The task:
Give again the entries below exactly, beginning at the first line and ending at the line with "use crate::app::AppContext;".

[Saved data entries]
━━━━━━

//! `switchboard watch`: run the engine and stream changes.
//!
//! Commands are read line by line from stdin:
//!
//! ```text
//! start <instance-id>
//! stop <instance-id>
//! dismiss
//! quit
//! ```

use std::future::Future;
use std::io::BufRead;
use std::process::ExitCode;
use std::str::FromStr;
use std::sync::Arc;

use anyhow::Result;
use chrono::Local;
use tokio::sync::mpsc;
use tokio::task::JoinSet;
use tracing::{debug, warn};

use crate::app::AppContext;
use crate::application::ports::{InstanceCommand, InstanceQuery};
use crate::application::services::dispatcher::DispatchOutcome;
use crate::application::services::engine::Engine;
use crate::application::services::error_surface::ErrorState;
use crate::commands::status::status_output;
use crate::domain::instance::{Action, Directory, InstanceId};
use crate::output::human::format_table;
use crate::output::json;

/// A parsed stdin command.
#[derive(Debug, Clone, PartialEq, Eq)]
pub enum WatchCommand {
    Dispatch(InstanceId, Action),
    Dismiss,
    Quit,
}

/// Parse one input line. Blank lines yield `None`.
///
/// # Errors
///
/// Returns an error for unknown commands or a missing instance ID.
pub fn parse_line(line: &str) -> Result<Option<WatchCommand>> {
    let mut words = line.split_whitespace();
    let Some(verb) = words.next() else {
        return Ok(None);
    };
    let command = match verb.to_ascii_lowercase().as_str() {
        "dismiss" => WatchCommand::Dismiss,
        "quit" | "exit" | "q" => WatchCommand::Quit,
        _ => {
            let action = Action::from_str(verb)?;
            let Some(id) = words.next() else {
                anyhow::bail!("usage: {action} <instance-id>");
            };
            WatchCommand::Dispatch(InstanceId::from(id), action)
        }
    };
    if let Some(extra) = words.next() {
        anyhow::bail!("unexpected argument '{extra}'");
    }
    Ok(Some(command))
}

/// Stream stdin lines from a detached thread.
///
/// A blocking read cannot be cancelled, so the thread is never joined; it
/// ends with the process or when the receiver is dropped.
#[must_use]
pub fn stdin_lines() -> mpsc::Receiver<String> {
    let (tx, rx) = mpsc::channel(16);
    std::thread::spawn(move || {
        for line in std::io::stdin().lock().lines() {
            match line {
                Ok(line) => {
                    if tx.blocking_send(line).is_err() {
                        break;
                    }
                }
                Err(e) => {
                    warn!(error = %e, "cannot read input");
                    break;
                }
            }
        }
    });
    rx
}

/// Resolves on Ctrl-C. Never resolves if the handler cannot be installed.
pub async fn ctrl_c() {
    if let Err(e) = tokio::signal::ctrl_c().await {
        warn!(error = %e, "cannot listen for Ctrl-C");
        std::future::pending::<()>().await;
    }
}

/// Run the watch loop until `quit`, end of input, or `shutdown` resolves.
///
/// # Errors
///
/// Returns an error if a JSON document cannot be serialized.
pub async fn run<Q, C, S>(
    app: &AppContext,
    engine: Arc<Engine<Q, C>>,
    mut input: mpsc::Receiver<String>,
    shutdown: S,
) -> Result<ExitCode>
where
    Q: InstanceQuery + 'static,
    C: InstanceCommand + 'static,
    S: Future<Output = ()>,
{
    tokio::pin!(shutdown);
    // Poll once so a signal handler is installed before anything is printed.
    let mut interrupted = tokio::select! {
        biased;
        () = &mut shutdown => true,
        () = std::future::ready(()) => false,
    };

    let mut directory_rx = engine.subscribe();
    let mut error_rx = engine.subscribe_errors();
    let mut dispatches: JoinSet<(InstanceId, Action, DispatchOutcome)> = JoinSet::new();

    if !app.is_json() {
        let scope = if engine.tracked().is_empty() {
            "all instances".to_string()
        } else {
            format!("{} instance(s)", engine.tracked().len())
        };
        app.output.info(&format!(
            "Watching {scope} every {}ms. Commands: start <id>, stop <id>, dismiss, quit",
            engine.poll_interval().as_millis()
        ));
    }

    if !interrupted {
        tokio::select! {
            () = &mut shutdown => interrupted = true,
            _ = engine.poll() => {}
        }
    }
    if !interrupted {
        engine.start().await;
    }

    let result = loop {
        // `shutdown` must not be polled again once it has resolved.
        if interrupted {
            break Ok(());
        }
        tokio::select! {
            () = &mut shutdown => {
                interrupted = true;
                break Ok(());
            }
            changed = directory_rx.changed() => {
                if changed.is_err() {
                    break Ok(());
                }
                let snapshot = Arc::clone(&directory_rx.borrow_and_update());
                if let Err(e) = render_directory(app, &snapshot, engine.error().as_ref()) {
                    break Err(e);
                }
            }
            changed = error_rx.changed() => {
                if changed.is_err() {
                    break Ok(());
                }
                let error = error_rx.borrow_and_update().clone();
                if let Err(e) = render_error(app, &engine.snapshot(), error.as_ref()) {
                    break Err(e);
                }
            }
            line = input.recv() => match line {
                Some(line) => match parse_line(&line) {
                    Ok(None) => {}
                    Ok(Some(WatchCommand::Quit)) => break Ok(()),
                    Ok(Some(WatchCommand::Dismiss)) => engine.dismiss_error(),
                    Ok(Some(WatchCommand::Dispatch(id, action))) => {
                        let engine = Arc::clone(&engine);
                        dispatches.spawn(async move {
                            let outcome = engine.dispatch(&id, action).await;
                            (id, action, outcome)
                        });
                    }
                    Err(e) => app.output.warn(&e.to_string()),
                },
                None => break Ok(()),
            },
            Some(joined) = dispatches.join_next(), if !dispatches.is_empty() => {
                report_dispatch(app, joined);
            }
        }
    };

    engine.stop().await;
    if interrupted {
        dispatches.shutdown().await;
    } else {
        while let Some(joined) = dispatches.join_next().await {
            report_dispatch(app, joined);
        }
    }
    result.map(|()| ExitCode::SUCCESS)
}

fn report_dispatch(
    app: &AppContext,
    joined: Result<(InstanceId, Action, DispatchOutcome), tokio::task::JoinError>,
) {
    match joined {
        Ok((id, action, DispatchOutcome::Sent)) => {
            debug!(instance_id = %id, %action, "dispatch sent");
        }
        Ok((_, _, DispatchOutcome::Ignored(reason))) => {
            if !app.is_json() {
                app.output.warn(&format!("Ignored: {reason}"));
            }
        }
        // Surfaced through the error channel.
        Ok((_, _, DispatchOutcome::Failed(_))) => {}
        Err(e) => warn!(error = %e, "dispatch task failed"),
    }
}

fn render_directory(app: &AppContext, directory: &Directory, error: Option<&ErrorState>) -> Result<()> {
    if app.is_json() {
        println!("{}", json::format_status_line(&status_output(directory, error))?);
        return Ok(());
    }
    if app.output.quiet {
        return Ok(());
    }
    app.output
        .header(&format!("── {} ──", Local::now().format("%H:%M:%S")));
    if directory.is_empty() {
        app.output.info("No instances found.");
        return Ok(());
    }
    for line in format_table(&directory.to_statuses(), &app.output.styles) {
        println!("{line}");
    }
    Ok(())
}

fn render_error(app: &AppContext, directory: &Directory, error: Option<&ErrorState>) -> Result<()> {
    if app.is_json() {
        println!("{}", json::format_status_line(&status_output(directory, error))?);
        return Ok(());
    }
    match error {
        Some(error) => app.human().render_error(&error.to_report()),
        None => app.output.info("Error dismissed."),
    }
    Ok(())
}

━━━━━━

Solution to this task:
//! `switchboard watch`: run the engine and stream changes.
//!
//! Commands are read line by line from stdin:
//!
//! ```text
//! start <instance-id>
//! stop <instance-id>
//! dismiss
//! quit
//! ```

use std::future::Future;
use std::io::BufRead;
use std::process::ExitCode;
use std::str::FromStr;
use std::sync::Arc;

use anyhow::Result;
use chrono::Local;
use tokio::sync::mpsc;
use tokio::task::JoinSet;
use tracing::{debug, warn};

use crate::app::AppContext;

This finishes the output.